Conforme con uno de los más antiguos conceptos de la vida, los seres vivos se
consideraban esencialmente diferentes de la materia inanimada, de modo que no
podía comprenderse la naturaleza de la vida a través del estudio de dicha
materia inanimada. En síntesis, este punto de vista afirmaba la existencia de dos
series separadas dentro de la ley natural; la de los seres vivientes y la de los
objetos inanimados. Esta es la concepción “vitalista”.

Por otra parte, la vida puede considerarse como algo muy especial, pero no
fundamentalmente distinto de los sistemas menos intrincados del universo
inanimado. Si se dedica suficiente tiempo y esfuerzo al estudio del mundo
inanimado, pueden obtenerse conocimientos que ayudan a comprender los
organismos vivos, que, según esta teoría, constituyen sistemas increíblemente
complejos. Tal es la concepción “mecanicista”.

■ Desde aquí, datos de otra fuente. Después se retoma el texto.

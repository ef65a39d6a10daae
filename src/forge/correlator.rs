use crate::boundary::BoundaryWarning;
use crate::domain::PullRequestMatch;
use crate::forge::{ForgeApi, PullRequestSummary, SearchQuery};
use crate::git::CommitInfo;
use crate::ui;
use std::collections::BTreeSet;
use std::thread;
use std::time::Duration;

/// What the forge search said about a single commit
#[derive(Debug, Clone, PartialEq, Eq)]
pub enum Correlation {
    /// Exactly one merged pull request contains the commit
    Resolved(PullRequestMatch),
    /// Several pull requests matched; none is picked
    Ambiguous(Vec<PullRequestSummary>),
    /// No pull request matched, or the forge could not be asked
    NotFound,
}

impl Correlation {
    pub fn as_match(&self) -> Option<&PullRequestMatch> {
        match self {
            Correlation::Resolved(pr) => Some(pr),
            _ => None,
        }
    }
}

/// Maps commits to the merged pull requests that introduced them.
///
/// Lookups run one at a time with a fixed pause in between to stay under the
/// forge's secondary rate limits. Failures for one commit never stop the
/// others from being looked up.
pub struct PullRequestCorrelator<'a> {
    forge: &'a dyn ForgeApi,
    repository: String,
    base: String,
    pacing: Duration,
}

impl<'a> PullRequestCorrelator<'a> {
    pub fn new(
        forge: &'a dyn ForgeApi,
        repository: impl Into<String>,
        base: impl Into<String>,
        pacing: Duration,
    ) -> Self {
        PullRequestCorrelator {
            forge,
            repository: repository.into(),
            base: base.into(),
            pacing,
        }
    }

    /// Correlate every commit, preserving input order.
    pub fn correlate_all(&self, commits: &[CommitInfo]) -> Vec<Correlation> {
        let total = commits.len();
        commits
            .iter()
            .enumerate()
            .map(|(i, commit)| {
                if i > 0 && !self.pacing.is_zero() {
                    thread::sleep(self.pacing);
                }
                println!("Fetching PR for commit {}/{} ({})", i + 1, total, commit.hash);
                self.correlate(&commit.hash)
            })
            .collect()
    }

    /// Look up the pull request for one commit.
    pub fn correlate(&self, commit: &str) -> Correlation {
        let query = SearchQuery {
            commit,
            base: &self.base,
            repository: &self.repository,
        };
        log::debug!("Searching: {}", query.to_query_string());

        let mut candidates = match self.forge.search_merged_pull_requests(&query) {
            Ok(items) => items,
            Err(e) => {
                ui::display_boundary_warning(&BoundaryWarning::PullRequestLookupFailed {
                    commit: commit.to_string(),
                    reason: e.to_string(),
                });
                return Correlation::NotFound;
            }
        };

        match candidates.len() {
            0 => {
                ui::display_boundary_warning(&BoundaryWarning::NoPullRequest {
                    commit: commit.to_string(),
                });
                Correlation::NotFound
            }
            1 => {
                let summary = candidates.remove(0);
                Correlation::Resolved(self.resolve(summary))
            }
            count => {
                ui::display_boundary_warning(&BoundaryWarning::AmbiguousPullRequests {
                    commit: commit.to_string(),
                    count,
                });
                for candidate in &candidates {
                    ui::msg_info(&candidate.html_url);
                }
                Correlation::Ambiguous(candidates)
            }
        }
    }

    fn resolve(&self, summary: PullRequestSummary) -> PullRequestMatch {
        let author = self.display_name(&summary.user.login);
        let reviewers = self.approving_reviewers(summary.number);

        PullRequestMatch {
            number: summary.number,
            title: summary.title,
            author,
            reviewers,
        }
    }

    /// Display names of everyone who approved, sorted and unique
    fn approving_reviewers(&self, number: u64) -> Vec<String> {
        let reviews = match self.forge.list_reviews(number) {
            Ok(reviews) => reviews,
            Err(e) => {
                ui::display_boundary_warning(&BoundaryWarning::ReviewLookupFailed {
                    number,
                    reason: e.to_string(),
                });
                return Vec::new();
            }
        };

        let logins: BTreeSet<String> = reviews
            .into_iter()
            .filter(|r| r.is_approval())
            .filter_map(|r| r.user.map(|u| u.login))
            .collect();

        logins
            .iter()
            .map(|login| self.display_name(login))
            .collect::<BTreeSet<String>>()
            .into_iter()
            .collect()
    }

    /// The user's public name, or the handle itself when there is none
    fn display_name(&self, login: &str) -> String {
        match self.forge.display_name(login) {
            Ok(Some(name)) => name,
            Ok(None) => login.to_string(),
            Err(e) => {
                log::debug!("Cannot resolve display name of {}: {}", login, e);
                login.to_string()
            }
        }
    }
}

#[cfg(test)]
mod tests {
    use super::*;
    use crate::forge::MockForge;

    fn commit(hash: &str) -> CommitInfo {
        CommitInfo {
            hash: hash.to_string(),
            subject: format!("subject of {}", hash),
            author: "Ada".to_string(),
        }
    }

    fn correlator(forge: &MockForge) -> PullRequestCorrelator<'_> {
        PullRequestCorrelator::new(forge, "osbuild/images", "main", Duration::ZERO)
    }

    #[test]
    fn test_single_match_resolves_attribution() {
        let mut forge = MockForge::new();
        forge.add_pull_request("c1", 11, "Add RHEL 10", "ada");
        forge.set_display_name("ada", "Ada Lovelace");
        forge.set_display_name("grace", "Grace Hopper");
        forge.set_display_name("linus", "Linus");
        forge.add_review(11, Some("linus"), "APPROVED");
        forge.add_review(11, Some("grace"), "CHANGES_REQUESTED");
        forge.add_review(11, Some("grace"), "APPROVED");
        forge.add_review(11, Some("linus"), "APPROVED");
        forge.add_review(11, Some("bob"), "COMMENTED");
        forge.add_review(11, None, "APPROVED");

        let correlation = correlator(&forge).correlate("c1");
        assert_eq!(
            correlation,
            Correlation::Resolved(PullRequestMatch {
                number: 11,
                title: "Add RHEL 10".to_string(),
                author: "Ada Lovelace".to_string(),
                reviewers: vec!["Grace Hopper".to_string(), "Linus".to_string()],
            })
        );
    }

    #[test]
    fn test_query_scoped_to_repo_and_base() {
        let forge = MockForge::new();
        correlator(&forge).correlate("c1");
        assert_eq!(
            forge.queries(),
            vec!["c1 type:pr is:merged base:main repo:osbuild/images"]
        );
    }

    #[test]
    fn test_no_match_is_not_found() {
        let forge = MockForge::new();
        assert_eq!(correlator(&forge).correlate("c1"), Correlation::NotFound);
    }

    #[test]
    fn test_multiple_matches_are_ambiguous() {
        let mut forge = MockForge::new();
        forge.add_pull_request("c1", 11, "First", "ada");
        forge.add_pull_request("c1", 12, "Backport of first", "ada");

        match correlator(&forge).correlate("c1") {
            Correlation::Ambiguous(candidates) => {
                let numbers: Vec<u64> = candidates.iter().map(|c| c.number).collect();
                assert_eq!(numbers, vec![11, 12]);
            }
            other => panic!("expected ambiguous, got {:?}", other),
        }
    }

    #[test]
    fn test_search_failure_is_not_found_and_continues() {
        let mut forge = MockForge::new();
        forge.fail_search("c1");
        forge.add_pull_request("c2", 12, "Second", "ada");

        let results = correlator(&forge).correlate_all(&[commit("c1"), commit("c2")]);
        assert_eq!(results[0], Correlation::NotFound);
        assert_eq!(results[1].as_match().map(|m| m.number), Some(12));
    }

    #[test]
    fn test_display_name_falls_back_to_handle() {
        let mut forge = MockForge::new();
        forge.add_pull_request("c1", 11, "Anonymous change", "ghost-user");
        forge.add_review(11, Some("nameless"), "APPROVED");

        let correlation = correlator(&forge).correlate("c1");
        let pr = correlation.as_match().unwrap();
        assert_eq!(pr.author, "ghost-user");
        assert_eq!(pr.reviewers, vec!["nameless"]);
    }

    #[test]
    fn test_review_failure_keeps_match() {
        let mut forge = MockForge::new();
        forge.add_pull_request("c1", 11, "Change", "ada");
        forge.fail_reviews(11);

        let correlation = correlator(&forge).correlate("c1");
        assert!(correlation.as_match().unwrap().reviewers.is_empty());
    }

    #[test]
    fn test_correlate_all_preserves_order() {
        let mut forge = MockForge::new();
        forge.add_pull_request("c1", 1, "One", "ada");
        forge.add_pull_request("c3", 3, "Three", "ada");

        let results = correlator(&forge).correlate_all(&[commit("c3"), commit("c2"), commit("c1")]);
        let numbers: Vec<Option<u64>> = results.iter().map(|r| r.as_match().map(|m| m.number)).collect();
        assert_eq!(numbers, vec![Some(3), None, Some(1)]);
    }

    #[test]
    fn test_pacing_only_between_searches() {
        let forge = MockForge::new();
        let pacing = Duration::from_millis(50);
        let correlator = PullRequestCorrelator::new(&forge, "osbuild/images", "main", pacing);
        let commits = [commit("c1"), commit("c2"), commit("c3")];

        let started = std::time::Instant::now();
        let correlations = correlator.correlate_all(&commits);
        let elapsed = started.elapsed();

        assert_eq!(correlations, vec![Correlation::NotFound; 3]);
        assert_eq!(forge.queries().len(), 3);
        assert!(elapsed >= pacing * 2, "expected two pauses, took {:?}", elapsed);
        assert!(elapsed < pacing * 3, "paused before the first search, took {:?}", elapsed);
    }
}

El descubrimiento de Harvey favoreció, desde luego, a la concepción


mecanicista. El corazón podía considerarse una bomba y la corriente sanguínea
se comportaba como cualquier corriente de fluido inanimado. Si ello era exacto,
¿cuál era el límite?¿Era posible que todo el resto del organismo viviente fuese un
mero conjunto de sistemas mecánicos complicados y relacionados entre sí? El
filósofo más importante de la época, el francés René Descartes (1596-1650), se
sentía atraído por la noción de que el cuerpo es un sistema mecánico.

Esta teoría contrariaba seriamente las creencias de la época, al menos en el


caso del hombre, y Descartes tuvo la precaución de señalar que el mecanismo del
cuerpo humano no incluía la mente y el alma, sino únicamente la estructura
física animal. En lo referente a la mente y al alma se conformó con seguir siendo
vitalista. Descartes sugirió que la interrelación entre el cuerpo y la mente-alma
se efectuaba a través de un pequeño órgano cerebral, la “glándula pineal”. Lo
sedujo la errónea creencia de que sólo el hombre poseía dicha glándula. Pronto
se comprobó que ello era inexacto. En efecto, en algunos reptiles primitivos la
glándula pineal se halla aún más desarrollada que en el hombre.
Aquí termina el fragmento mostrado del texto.